**PROBLEM STATEMENT**: The lines from the start of the data up to and including the one with "use basalt_engine::foundation::math::utils::deg_to_rad;" should be returned exactly, and nothing else.

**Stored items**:
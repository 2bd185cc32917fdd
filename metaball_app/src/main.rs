//! Metaball demo: renders one frame through each pipeline
//!
//! Builds a small mesh scene (a lit cube over a floor quad, plus an unlit
//! light marker) and a metaball field (a large center ball with a grid of
//! satellites), renders both through their pipelines, and writes the
//! frames out as PNG files.
//!
//! Settings load from `render.toml` next to the working directory when it
//! exists; otherwise the defaults apply.

use std::error::Error;

use basalt_engine::foundation::logging;
use basalt_engine::foundation::math::utils::deg_to_rad;
use basalt_engine::foundation::math::Quat;
use basalt_engine::prelude::*;

const SETTINGS_PATH: &str = "render.toml";

fn main() -> Result<(), Box<dyn Error>> {
    logging::init();

    let settings = load_settings();
    log::info!(
        "rendering {}x{} frames",
        settings.width,
        settings.height
    );

    render_mesh_scene(&settings)?;
    render_metaball_scene(&settings)?;
    Ok(())
}

fn load_settings() -> RenderSettings {
    if std::path::Path::new(SETTINGS_PATH).exists() {
        match RenderSettings::load_from_file(SETTINGS_PATH) {
            Ok(settings) => return settings,
            Err(err) => log::warn!("failed to load {SETTINGS_PATH}: {err}"),
        }
    }
    RenderSettings::default()
}

fn camera_for(settings: &RenderSettings, eye: Vec3, target: Vec3) -> Result<Camera, SceneError> {
    Camera::look_at(
        eye,
        target,
        Vec3::new(0.0, 1.0, 0.0),
        deg_to_rad(settings.fov_y_degrees),
        settings.aspect(),
        settings.near,
        settings.far,
    )
}

fn render_mesh_scene(settings: &RenderSettings) -> Result<(), Box<dyn Error>> {
    let camera = camera_for(settings, Vec3::new(2.5, 2.0, 4.0), Vec3::zeros())?;

    // Floor: a quad rotated flat, normal up.
    let mut floor_transform = Transform::from_position_scale(
        Vec3::new(0.0, -0.8, 0.0),
        Vec3::new(6.0, 6.0, 1.0),
    );
    floor_transform.rotation =
        Quat::from_axis_angle(&Vec3::x_axis(), -std::f32::consts::FRAC_PI_2);
    let floor = MeshObject::lit(
        VertexStream::structured(shapes::quad([0.35, 0.35, 0.4]))?,
        ModelTransform::from_transform(&floor_transform)?,
        0.1,
        8.0,
    )?;

    let mut cube_transform = Transform::from_position(Vec3::new(0.0, 0.0, 0.0));
    cube_transform.rotation = Quat::from_axis_angle(&Vec3::y_axis(), deg_to_rad(30.0));
    let cube = MeshObject::lit(
        VertexStream::structured(shapes::cube([0.8, 0.25, 0.15]))?,
        ModelTransform::from_transform(&cube_transform)?,
        0.8,
        64.0,
    )?;

    let key_light =
        PointLight::new(Vec3::new(2.0, 3.0, 2.0), Vec3::new(1.0, 0.95, 0.85), 8.0)?;
    let fill_light =
        PointLight::new(Vec3::new(-3.0, 1.5, 1.0), Vec3::new(0.3, 0.4, 1.0), 4.0)?;
    let lights = PointLightSet::from_slice(&[key_light, fill_light])?;
    let ambient = AmbientLight::new(Vec3::new(1.0, 1.0, 1.0), 0.15)?;

    // Unlit marker at the key light so it shows up in the frame.
    let marker = MeshObject::unlit(
        VertexStream::structured(shapes::quad([1.0, 0.95, 0.85]))?,
        ModelTransform::from_transform(&Transform::from_position_scale(
            key_light.position,
            Vec3::new(0.2, 0.2, 1.0),
        ))?,
    );

    let mut renderer = DeferredRenderer::new(settings.width, settings.height)?;
    renderer.start(&camera, &Vec3::from(settings.clear_color))?;
    renderer.draw_object(&floor)?;
    renderer.draw_object(&cube)?;
    renderer.draw_object(&marker)?;
    renderer.draw_point_lights(&lights)?;
    renderer.draw_ambient(&ambient)?;
    let frame = renderer.finish()?;

    save_png(frame, "deferred.png")
}

fn render_metaball_scene(settings: &RenderSettings) -> Result<(), Box<dyn Error>> {
    let camera = camera_for(settings, Vec3::new(0.0, 1.5, 7.0), Vec3::zeros())?;

    let mut field = MetaballField::new();
    field.push(Metaball::new(
        Vec3::new(0.0, 0.0, 0.0),
        Vec3::new(0.9, 0.2, 0.2),
        1.2,
    )?)?;
    // A 3x3 grid of satellites behind the center ball.
    for row in 0..3u8 {
        for column in 0..3u8 {
            let position = Vec3::new(
                (f32::from(column) - 1.0) * 1.6,
                (f32::from(row) - 1.0) * 1.6,
                -2.0,
            );
            let color = Vec3::new(
                0.2 + 0.3 * f32::from(column),
                0.3,
                0.2 + 0.3 * f32::from(row),
            );
            field.push(Metaball::new(position, color, 0.6)?)?;
        }
    }

    let light = PointLight::new(Vec3::new(3.0, 4.0, 6.0), Vec3::new(1.0, 1.0, 1.0), 30.0)?;
    let lights = PointLightSet::from_slice(&[light])?;
    let ambient = AmbientLight::new(Vec3::new(1.0, 1.0, 1.0), 0.12)?;

    let mut renderer =
        MarchedRenderer::new(settings.width, settings.height, settings.march)?;
    renderer.set_material(0.6, 32.0)?;
    let frame = renderer.render(
        &camera,
        &field,
        &lights,
        &ambient,
        &Vec3::from(settings.clear_color),
    );

    save_png(frame, "marched.png")
}

fn save_png(target: &RenderTarget, path: &str) -> Result<(), Box<dyn Error>> {
    let image =
        image::RgbaImage::from_raw(target.width(), target.height(), target.to_rgba8())
            .ok_or("pixel buffer does not match target dimensions")?;
    image.save(path)?;
    log::info!("wrote {path}");
    Ok(())
}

**ANSWER TO THIS TASK**:
repository 2bd185cc32917fdd
filename metaball_app/src/main.rs
//! Metaball demo: renders one frame through each pipeline
//!
//! Builds a small mesh scene (a lit cube over a floor quad, plus an unlit
//! light marker) and a metaball field (a large center ball with a grid of
//! satellites), renders both through their pipelines, and writes the
//! frames out as PNG files.
//!
//! Settings load from `render.toml` next to the working directory when it
//! exists; otherwise the defaults apply.

use std::error::Error;

use basalt_engine::foundation::logging;
use basalt_engine::foundation::math::utils::deg_to_rad;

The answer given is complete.